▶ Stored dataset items
——————————

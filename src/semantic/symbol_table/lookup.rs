use rowan::TextSize;

use super::symbol::{Occurrence, Symbol, SymbolId, SymbolKind};
use super::table::SymbolTable;

impl SymbolTable {
    // ============================================================
    // Name Lookups
    // ============================================================

    /// First named definition with this name
    pub fn lookup(&self, name: &str) -> Option<&Symbol> {
        self.lookup_all(name).next()
    }

    /// First named definition with this name and one of the given kinds
    pub fn lookup_kind(&self, name: &str, kinds: &[SymbolKind]) -> Option<&Symbol> {
        self.lookup_all(name).find(|s| kinds.contains(&s.kind))
    }

    /// Every named definition with this name, in definition order
    pub fn lookup_all(&self, name: &str) -> impl Iterator<Item = &Symbol> {
        self.by_name
            .get(name)
            .into_iter()
            .flatten()
            .filter_map(|id| self.arena.get(id.index()))
    }

    // ============================================================
    // Enumeration
    // ============================================================

    /// Returns an iterator over all symbols in definition order
    pub fn iter_symbols(&self) -> impl Iterator<Item = &Symbol> {
        self.arena.iter()
    }

    /// Returns an iterator over all symbols with their IDs
    pub fn iter_symbols_with_ids(&self) -> impl Iterator<Item = (SymbolId, &Symbol)> {
        self.arena
            .iter()
            .enumerate()
            .map(|(i, s)| (SymbolId::new(i), s))
    }

    pub fn symbols_of_kind<'a>(
        &'a self,
        kinds: &'a [SymbolKind],
    ) -> impl Iterator<Item = &'a Symbol> + 'a {
        self.arena.iter().filter(move |s| kinds.contains(&s.kind))
    }

    /// Top level symbols: everything without an enclosing symbol
    pub fn top_level_symbols(&self) -> impl Iterator<Item = &Symbol> {
        self.arena.iter().filter(|s| s.parent.is_none())
    }

    pub fn occurrences(&self) -> &[Occurrence] {
        &self.occurrences
    }

    /// References (not definitions) to a name
    pub fn references_to<'a>(&'a self, name: &'a str) -> impl Iterator<Item = &'a Occurrence> + 'a {
        self.occurrences
            .iter()
            .filter(move |o| !o.is_definition && o.name == name)
    }

    // ============================================================
    // Position Lookups
    // ============================================================

    /// Innermost symbol whose definition contains the offset
    pub fn symbol_containing(&self, offset: TextSize) -> Option<&Symbol> {
        self.arena
            .iter()
            .filter(|s| {
                s.text_range
                    .is_some_and(|r| r.start() <= offset && offset <= r.end())
            })
            .min_by_key(|s| s.text_range.map(|r| r.len()))
    }

    /// Innermost rule whose definition contains the offset
    pub fn rule_containing(&self, offset: TextSize) -> Option<&Symbol> {
        self.arena
            .iter()
            .filter(|s| s.kind.is_rule())
            .find(|s| {
                s.text_range
                    .is_some_and(|r| r.start() <= offset && offset <= r.end())
            })
    }
}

——————————

▶ Your goal
Please retype the records above starting with the line that contains "pub fn rule_containing(&self, offset: TextSize)" and stopping after the last line, changing nothing.

▶ Solution
    pub fn rule_containing(&self, offset: TextSize) -> Option<&Symbol> {
        self.arena
            .iter()
            .filter(|s| s.kind.is_rule())
            .find(|s| {
                s.text_range
                    .is_some_and(|r| r.start() <= offset && offset <= r.end())
            })
    }
}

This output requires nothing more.